Uyuni ist aber auch eher dafür bekannt, Basisstation für Ausflüge in den Salar de Uyuni, dem größten Salzsee der Welt, zu sein. Da ich aber wegen meines bevorstehenden Geburtstages mir für diesen eine größere Stadt und ein wenig mehr Komfort wünsche, verschiebe ich den Besuch der Salzpfanne auf einen späteren Zeitpunkt. Stattdessen widme ich mich den kulinarischen Besonderheiten und überbrücke die Zeit bis zur Weiterreise mit dem Probieren von lokaler Küche und Getränken. Sehr lecker. Und dazu gibt es in den abseits gelegenen Garküchen immer wieder Begegnungen mit Einheimischen, die mich fröhlich und stolz in ihrem Land Willkommen heißen.

Eine wirklich nennenswerte Sehenswürdigkeit gibt es dann aber doch: der Friedhof der Züge. Außerhalb der Siedlungsgrenze befindet sich ein Areal, indem Lokomotiven, Frachtwaggons oder beschädigte Personenkabinen auf den völligen Verfall warten. In der Trockenheit und äußerst geringen Luftfeuchtigkeit der Region dürfte das noch sehr lange dauern.

Es begegnen mir zudem, mich prägende, Besonderheiten: zum Einen das zerstörerische und hässliche Bild „des Gleises in eine von Plastik vermüllte Zukunft“ und zum Anderen  die ausgleichende, hoffnungsfrohe (frei aus dem Französischen übersetzte) Botschaft „Sie wussten nicht, was unmöglich ist..also haben sie es einfach getan“..

Ich kann nur hoffen, dass letzteres Motto das besagte Gleis zur Sackgasse macht und Einhalt gebietet…denn immer mehr wird mir bewusst, wie sehr wir Menschen uns unserer Lebensgrundlage berauben, selbst in abgelegenen Wüsten unsere Spuren längst nicht mehr von der Hand zu weisen sind (in den Weltmeeren sieht es sicherlich nicht anders aus) und wie glücklich ich mich schätzen darf, eine für das Auge noch verhältnismäßig relativ gering beschmutzte Natur studieren zu können. Der tatsächliche Schaden ist schon jetzt deutlich schwerwiegender.

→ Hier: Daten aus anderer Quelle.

//! TOML configuration file for both roles.
//!
//! Read from `--config <path>` or, by default, from the platform config
//! directory:
//! - Windows:  `%APPDATA%\ClipSync\config.toml`
//! - Linux:    `~/.config/clipsync/config.toml`
//! - macOS:    `~/Library/Application Support/ClipSync/config.toml`
//!
//! A missing default file means "all defaults"; a missing file that was named
//! explicitly with `--config` is an error.
//!
//! ```toml
//! log_level = "info"
//!
//! [relay]
//! session_ttl_secs = 180
//! peer_ttl_secs = 180
//! sweep_interval_ms = 1000
//! send_timeout_ms = 5000
//!
//! [slave]
//! ping_interval_secs = 30
//! reconnect_interval_secs = 5
//! call_timeout_ms = 5000
//! poll_interval_ms = 250
//! ```
//!
//! # Serde default values
//!
//! Every field carries `#[serde(default = "...")]`, so a file only needs the
//! keys it wants to change.  An empty file is a valid config.

use std::path::{Path, PathBuf};
use std::time::Duration;

use clipsync_master::RelayConfig;
use clipsync_slave::application::sync_engine::SyncConfig;
use clipsync_slave::infrastructure::network::MasterLinkConfig;
use serde::{Deserialize, Serialize};
use thiserror::Error;

/// Error type for configuration file operations.
#[derive(Debug, Error)]
pub enum ConfigError {
    /// No `--config` was given and the platform config directory is unknown.
    #[error("could not determine platform config directory")]
    NoPlatformConfigDir,

    #[error("I/O error accessing config at {path}: {source}")]
    Io {
        path: PathBuf,
        #[source]
        source: std::io::Error,
    },

    #[error("failed to parse config TOML: {0}")]
    Parse(#[from] toml::de::Error),

    /// A key parsed but its value is unusable.
    #[error("invalid value for `{field}`: {reason}")]
    Invalid {
        field: &'static str,
        reason: &'static str,
    },
}

// ── Config schema types ───────────────────────────────────────────────────────

/// Top-level configuration file.
#[derive(Debug, Clone, Serialize, Deserialize, PartialEq, Eq)]
pub struct AppConfig {
    /// `tracing` filter used when `RUST_LOG` is not set.
    #[serde(default = "default_log_level")]
    pub log_level: String,
    #[serde(default)]
    pub relay: RelaySection,
    #[serde(default)]
    pub slave: SlaveSection,
}

/// `[relay]`: master timings.
#[derive(Debug, Clone, Serialize, Deserialize, PartialEq, Eq)]
pub struct RelaySection {
    #[serde(default = "default_ttl_secs")]
    pub session_ttl_secs: u64,
    #[serde(default = "default_ttl_secs")]
    pub peer_ttl_secs: u64,
    #[serde(default = "default_sweep_interval_ms")]
    pub sweep_interval_ms: u64,
    #[serde(default = "default_timeout_ms")]
    pub send_timeout_ms: u64,
}

/// `[slave]`: engine, link and clipboard timings.
#[derive(Debug, Clone, Serialize, Deserialize, PartialEq, Eq)]
pub struct SlaveSection {
    #[serde(default = "default_ping_interval_secs")]
    pub ping_interval_secs: u64,
    #[serde(default = "default_reconnect_interval_secs")]
    pub reconnect_interval_secs: u64,
    #[serde(default = "default_timeout_ms")]
    pub call_timeout_ms: u64,
    #[serde(default = "default_poll_interval_ms")]
    pub poll_interval_ms: u64,
}

// ── Default helpers ───────────────────────────────────────────────────────────

fn default_log_level() -> String {
    "info".to_string()
}
fn default_ttl_secs() -> u64 {
    180
}
fn default_sweep_interval_ms() -> u64 {
    1000
}
fn default_timeout_ms() -> u64 {
    5000
}
fn default_ping_interval_secs() -> u64 {
    30
}
fn default_reconnect_interval_secs() -> u64 {
    5
}
fn default_poll_interval_ms() -> u64 {
    250
}

impl Default for AppConfig {
    fn default() -> Self {
        Self {
            log_level: default_log_level(),
            relay: RelaySection::default(),
            slave: SlaveSection::default(),
        }
    }
}

impl Default for RelaySection {
    fn default() -> Self {
        Self {
            session_ttl_secs: default_ttl_secs(),
            peer_ttl_secs: default_ttl_secs(),
            sweep_interval_ms: default_sweep_interval_ms(),
            send_timeout_ms: default_timeout_ms(),
        }
    }
}

impl Default for SlaveSection {
    fn default() -> Self {
        Self {
            ping_interval_secs: default_ping_interval_secs(),
            reconnect_interval_secs: default_reconnect_interval_secs(),
            call_timeout_ms: default_timeout_ms(),
            poll_interval_ms: default_poll_interval_ms(),
        }
    }
}

// ── Conversions into runtime configs ──────────────────────────────────────────

impl RelaySection {
    pub fn to_relay_config(&self) -> RelayConfig {
        RelayConfig {
            session_ttl: Duration::from_secs(self.session_ttl_secs),
            peer_ttl: Duration::from_secs(self.peer_ttl_secs),
            sweep_interval: Duration::from_millis(self.sweep_interval_ms),
            send_timeout: Duration::from_millis(self.send_timeout_ms),
        }
    }
}

impl SlaveSection {
    pub fn to_sync_config(&self, advertise_address: &str) -> SyncConfig {
        SyncConfig {
            advertise_address: advertise_address.to_string(),
            ping_interval: Duration::from_secs(self.ping_interval_secs),
            reconnect_interval: Duration::from_secs(self.reconnect_interval_secs),
        }
    }

    pub fn to_link_config(&self, master_addr: &str) -> MasterLinkConfig {
        MasterLinkConfig {
            master_addr: master_addr.to_string(),
            call_timeout: Duration::from_millis(self.call_timeout_ms),
        }
    }

    pub fn poll_interval(&self) -> Duration {
        Duration::from_millis(self.poll_interval_ms)
    }
}

// ── Loading ───────────────────────────────────────────────────────────────────

/// Resolves the default config file path.
///
/// # Errors
///
/// Returns [`ConfigError::NoPlatformConfigDir`] if the base directory cannot be
/// determined.
pub fn config_file_path() -> Result<PathBuf, ConfigError> {
    platform_config_dir()
        .map(|dir| dir.join("config.toml"))
        .ok_or(ConfigError::NoPlatformConfigDir)
}

/// Loads the config from `explicit`, or from the default path.
///
/// # Errors
///
/// Returns [`ConfigError::Io`] if an explicit file cannot be read, or if the
/// default file exists but cannot be read, and [`ConfigError::Parse`] if the
/// TOML is malformed.
pub fn load_config(explicit: Option<&Path>) -> Result<AppConfig, ConfigError> {
    if let Some(path) = explicit {
        let content = std::fs::read_to_string(path).map_err(|source| ConfigError::Io {
            path: path.to_path_buf(),
            source,
        })?;
        return parse_config(&content);
    }

    let Ok(path) = config_file_path() else {
        return Ok(AppConfig::default());
    };
    match std::fs::read_to_string(&path) {
        Ok(content) => parse_config(&content),
        Err(e) if e.kind() == std::io::ErrorKind::NotFound => Ok(AppConfig::default()),
        Err(source) => Err(ConfigError::Io { path, source }),
    }
}

/// Parses config TOML text and validates it.
///
/// # Errors
///
/// Returns [`ConfigError::Parse`] for malformed TOML and
/// [`ConfigError::Invalid`] when a period or timeout is zero.
pub fn parse_config(content: &str) -> Result<AppConfig, ConfigError> {
    let config: AppConfig = toml::from_str(content)?;
    config.validate()?;
    Ok(config)
}

impl AppConfig {
    /// Rejects zero periods and timeouts.
    ///
    /// A zero sweep or ping period would make the tick timers panic, and a
    /// zero TTL or timeout would expire everything immediately.
    pub fn validate(&self) -> Result<(), ConfigError> {
        let durations = [
            ("relay.session_ttl_secs", self.relay.session_ttl_secs),
            ("relay.peer_ttl_secs", self.relay.peer_ttl_secs),
            ("relay.sweep_interval_ms", self.relay.sweep_interval_ms),
            ("relay.send_timeout_ms", self.relay.send_timeout_ms),
            ("slave.ping_interval_secs", self.slave.ping_interval_secs),
            ("slave.reconnect_interval_secs", self.slave.reconnect_interval_secs),
            ("slave.call_timeout_ms", self.slave.call_timeout_ms),
            ("slave.poll_interval_ms", self.slave.poll_interval_ms),
        ];
        match durations.into_iter().find(|&(_, value)| value == 0) {
            Some((field, _)) => Err(ConfigError::Invalid {
                field,
                reason: "must be greater than zero",
            }),
            None => Ok(()),
        }
    }
}

fn platform_config_dir() -> Option<PathBuf> {
    #[cfg(target_os = "windows")]
    {
        std::env::var_os("APPDATA").map(|p| PathBuf::from(p).join("ClipSync"))
    }

    #[cfg(target_os = "linux")]
    {
        let base = std::env::var_os("XDG_CONFIG_HOME")
            .map(PathBuf::from)
            .or_else(|| std::env::var_os("HOME").map(|h| PathBuf::from(h).join(".config")))?;
        Some(base.join("clipsync"))
    }

    #[cfg(target_os = "macos")]
    {
        std::env::var_os("HOME").map(|h| {
            PathBuf::from(h)
                .join("Library")
                .join("Application Support")
                .join("ClipSync")
        })
    }

    #[cfg(not(any(target_os = "windows", target_os = "linux", target_os = "macos")))]
    {
        None
    }
}

// ── Tests ─────────────────────────────────────────────────────────────────────
//! Membership registry: which slave addresses are currently known alive.
//!
//! A slave becomes a member when it registers, and stays one as long as
//! *some* liveness signal (a report, a ping) arrives within its TTL.  The
//! background sweep forgets members that went quiet.
//!
//! ```text
//!   upsert ──► [ PeerRecord ] ◄── touch (refresh only, never creates)
//!                    │
//!          sweep: last_seen_at + ttl <= now
//!                    ▼
//!                 removed
//! ```
//!
//! Membership is independent from the session registry: a peer can be a
//! member without a live session (its stream just dropped) and the relay
//! never consults membership when routing payloads.

use std::sync::atomic::AtomicBool;
use std::sync::Arc;
use std::time::Duration;

use clipsync_core::{TtlEntry, TtlRegistry};
use tokio::time::Instant;
use tracing::{debug, info};

use crate::application::run_sweeper;
use crate::config::DEFAULT_TTL;

/// A point-in-time view of one member.
#[derive(Debug, Clone, PartialEq, Eq)]
pub struct PeerRecord {
    pub address: String,
    pub ttl: Duration,
    pub last_seen_at: Instant,
}

impl PeerRecord {
    fn from_entry(address: String, entry: &TtlEntry<()>) -> Self {
        Self {
            address,
            ttl: entry.ttl,
            last_seen_at: entry.last_seen,
        }
    }

    /// Time elapsed since the peer was last seen, relative to `now`.
    pub fn idle_at(&self, now: Instant) -> Duration {
        now.saturating_duration_since(self.last_seen_at)
    }
}

/// TTL-keyed set of peer addresses.
#[derive(Debug)]
pub struct MembershipRegistry {
    peers: TtlRegistry<()>,
    ttl: Duration,
}

impl MembershipRegistry {
    /// Creates an empty registry whose new records live for `ttl`.
    pub fn new(ttl: Duration) -> Self {
        Self {
            peers: TtlRegistry::new(),
            ttl,
        }
    }

    /// TTL given to records created by [`upsert`](Self::upsert).
    pub fn ttl(&self) -> Duration {
        self.ttl
    }

    /// Adds `address`, or refreshes it if it is already a valid member.
    ///
    /// A record that has expired but not yet been swept is replaced by a
    /// fresh one.  Returns `true` when a new record was created.
    pub fn upsert(&self, address: &str) -> bool {
        let created = self.peers.upsert_with(address, self.ttl, || ());
        if created {
            info!(%address, "peer joined");
        }
        created
    }

    /// Refreshes an existing member.
    ///
    /// `observed_at` is when the liveness signal was observed; `None` means
    /// now.  An unknown address is ignored: only [`upsert`](Self::upsert)
    /// brings a peer back.
    pub fn touch(&self, address: &str, observed_at: Option<Instant>) -> bool {
        let known = self
            .peers
            .touch_at(address, observed_at.unwrap_or_else(Instant::now));
        if !known {
            debug!(%address, "touch for unknown peer ignored");
        }
        known
    }

    /// Calls `visit` for every member that is valid right now.
    ///
    /// The visitor runs on a snapshot taken before the first call, so it may
    /// freely call back into the registry.
    pub fn for_each(&self, mut visit: impl FnMut(&PeerRecord)) {
        for record in self.records() {
            visit(&record);
        }
    }

    /// Snapshot of every valid member, sorted by address.
    pub fn records(&self) -> Vec<PeerRecord> {
        let now = Instant::now();
        let mut records: Vec<PeerRecord> = self
            .peers
            .snapshot()
            .into_iter()
            .filter(|(_, entry)| !entry.is_expired_at(now))
            .map(|(address, entry)| PeerRecord::from_entry(address, &entry))
            .collect();
        records.sort_by(|a, b| a.address.cmp(&b.address));
        records
    }

    /// One eviction pass.  Returns the addresses that were removed.
    pub fn sweep(&self) -> Vec<String> {
        let evicted: Vec<String> = self
            .peers
            .sweep()
            .into_iter()
            .map(|(address, ())| address)
            .collect();
        for address in &evicted {
            info!(%address, "peer expired");
        }
        evicted
    }

    /// Sweeps every `period` until `running` is cleared.
    pub async fn run(&self, period: Duration, running: Arc<AtomicBool>) {
        run_sweeper(period, running, || {
            self.sweep();
        })
        .await;
        debug!("membership sweeper stopped");
    }

    /// Returns `true` when `address` has a record, expired or not.
    pub fn contains(&self, address: &str) -> bool {
        self.peers.contains(address)
    }

    pub fn len(&self) -> usize {
        self.peers.len()
    }

    pub fn is_empty(&self) -> bool {
        self.peers.is_empty()
    }
}

impl Default for MembershipRegistry {
    fn default() -> Self {
        Self::new(DEFAULT_TTL)
    }
}
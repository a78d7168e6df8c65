//! All ClipSync protocol message types.
//!
//! The logical RPC surface is three calls – `Register`, `Report`, `Ping` –
//! plus a diagnostic `Info` call.  On the wire every call and every reply is
//! one [`SyncMessage`] frame.

use crate::domain::close_signal::CloseReason;

// ── Protocol constants ────────────────────────────────────────────────────────

/// Current protocol version byte.
pub const PROTOCOL_VERSION: u8 = 0x01;

/// Total size of the common message header in bytes.
pub const HEADER_SIZE: usize = 24;

/// Largest payload accepted by the decoder (16 MiB).
///
/// Clipboard content is usually tiny; the limit stops a corrupt length field
/// from making the reader allocate gigabytes.
pub const MAX_PAYLOAD_SIZE: usize = 16 * 1024 * 1024;

// ── Message type codes ────────────────────────────────────────────────────────

/// All message type codes.
#[derive(Debug, Clone, Copy, PartialEq, Eq)]
#[repr(u8)]
pub enum MessageType {
    // Calls (slave → master)
    Register = 0x01,
    Report = 0x02,
    Ping = 0x03,
    // Replies and stream items (master → slave)
    Ack = 0x04,
    Payload = 0x05,
    SessionClosed = 0x06,
    // Diagnostics
    Info = 0x07,
    InfoReply = 0x08,
    Error = 0x09,
}

impl TryFrom<u8> for MessageType {
    type Error = ();

    fn try_from(value: u8) -> Result<Self, ()> {
        match value {
            0x01 => Ok(MessageType::Register),
            0x02 => Ok(MessageType::Report),
            0x03 => Ok(MessageType::Ping),
            0x04 => Ok(MessageType::Ack),
            0x05 => Ok(MessageType::Payload),
            0x06 => Ok(MessageType::SessionClosed),
            0x07 => Ok(MessageType::Info),
            0x08 => Ok(MessageType::InfoReply),
            0x09 => Ok(MessageType::Error),
            _ => Err(()),
        }
    }
}

// ── Common message header ─────────────────────────────────────────────────────

/// 24-byte header prepended to every message on the wire.
#[derive(Debug, Clone, PartialEq, Eq)]
pub struct MessageHeader {
    /// Protocol version; always [`PROTOCOL_VERSION`].
    pub version: u8,
    /// Identifies the payload type.
    pub message_type: MessageType,
    /// Length of the payload in bytes (not including this header).
    pub payload_length: u32,
    /// Monotonically increasing per-connection counter.
    pub sequence_number: u64,
    /// Microseconds since Unix epoch at time of generation.
    pub timestamp_us: u64,
}

// ── Per-message payload structs ───────────────────────────────────────────────

/// REPORT (0x02): new local clipboard content for fan-out.
#[derive(Debug, Clone, PartialEq, Eq)]
pub struct ReportMessage {
    /// Advertised address of the reporting slave (the originator).
    pub address: String,
    /// Raw clipboard bytes.
    pub content: Vec<u8>,
}

/// One known peer inside an [`InfoReplyMessage`].
#[derive(Debug, Clone, PartialEq, Eq)]
pub struct PeerSummary {
    /// Advertised address of the peer.
    pub address: String,
    /// Time-to-live of the membership record, in seconds.
    pub ttl_secs: u32,
    /// Seconds since the peer was last seen.
    pub idle_secs: u32,
}

/// INFO_REPLY (0x08): snapshot of the master's registries.
#[derive(Debug, Clone, PartialEq, Eq, Default)]
pub struct InfoReplyMessage {
    /// Addresses with a live session stream.
    pub sessions: Vec<String>,
    /// Known peers from the membership registry.
    pub peers: Vec<PeerSummary>,
}

/// Error codes carried by an [`ErrorMessage`].
#[derive(Debug, Clone, Copy, PartialEq, Eq)]
#[repr(u8)]
pub enum ErrorCode {
    /// The frame was understood but is not valid in this position.
    UnexpectedMessage = 0x01,
    /// The frame could not be decoded.
    Malformed = 0x02,
}

impl TryFrom<u8> for ErrorCode {
    type Error = ();

    fn try_from(value: u8) -> Result<Self, Self::Error> {
        match value {
            0x01 => Ok(ErrorCode::UnexpectedMessage),
            0x02 => Ok(ErrorCode::Malformed),
            _ => Err(()),
        }
    }
}

/// ERROR (0x09): the master rejected a call.
#[derive(Debug, Clone, PartialEq, Eq)]
pub struct ErrorMessage {
    pub code: ErrorCode,
    pub description: String,
}

// ── Top-level message enum ────────────────────────────────────────────────────

/// All ClipSync protocol messages.
#[derive(Debug, Clone, PartialEq, Eq)]
pub enum SyncMessage {
    /// Opens a session stream for the advertised address.
    Register { address: String },
    /// Submits clipboard content for fan-out.
    Report(ReportMessage),
    /// Heartbeat for the advertised address.
    Ping { address: String },
    /// Unary acknowledgement.
    Ack,
    /// Clipboard content pushed down a session stream.
    Payload { content: Vec<u8> },
    /// Last frame on a session stream before the master closes it.
    SessionClosed { reason: CloseReason },
    /// Requests a registry snapshot.
    Info,
    /// Registry snapshot.
    InfoReply(InfoReplyMessage),
    /// Call rejected.
    Error(ErrorMessage),
}

impl SyncMessage {
    /// Returns the [`MessageType`] code for this message.
    pub fn message_type(&self) -> MessageType {
        match self {
            SyncMessage::Register { .. } => MessageType::Register,
            SyncMessage::Report(_) => MessageType::Report,
            SyncMessage::Ping { .. } => MessageType::Ping,
            SyncMessage::Ack => MessageType::Ack,
            SyncMessage::Payload { .. } => MessageType::Payload,
            SyncMessage::SessionClosed { .. } => MessageType::SessionClosed,
            SyncMessage::Info => MessageType::Info,
            SyncMessage::InfoReply(_) => MessageType::InfoReply,
            SyncMessage::Error(_) => MessageType::Error,
        }
    }

    /// Short name used in log lines.
    pub fn name(&self) -> &'static str {
        match self {
            SyncMessage::Register { .. } => "Register",
            SyncMessage::Report(_) => "Report",
            SyncMessage::Ping { .. } => "Ping",
            SyncMessage::Ack => "Ack",
            SyncMessage::Payload { .. } => "Payload",
            SyncMessage::SessionClosed { .. } => "SessionClosed",
            SyncMessage::Info => "Info",
            SyncMessage::InfoReply(_) => "InfoReply",
            SyncMessage::Error(_) => "Error",
        }
    }
}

Ich fühle mich bestätigt, meine Reise jetzt zu unternehmen. Wer weiß, ob ein solches Unterfangen in 20 Jahren überhaupt noch möglich ist.

Bedacht, meinen ökologischen Fußabdruck nach wie vor äußerst klein zu halten besteige ich das nächste öffentliche Verkehrsmittel. Ich reise ins Landesinnere. In die höchstgelegene Regierungsstadt der Welt mit dem symbolträchtigen Namen: La Paz.

Ich werde berichten..

Euer Thilo


3 Gedanken zu “Im Herzen der Atacama-Wüste, ein Abschied und erste Impressionen..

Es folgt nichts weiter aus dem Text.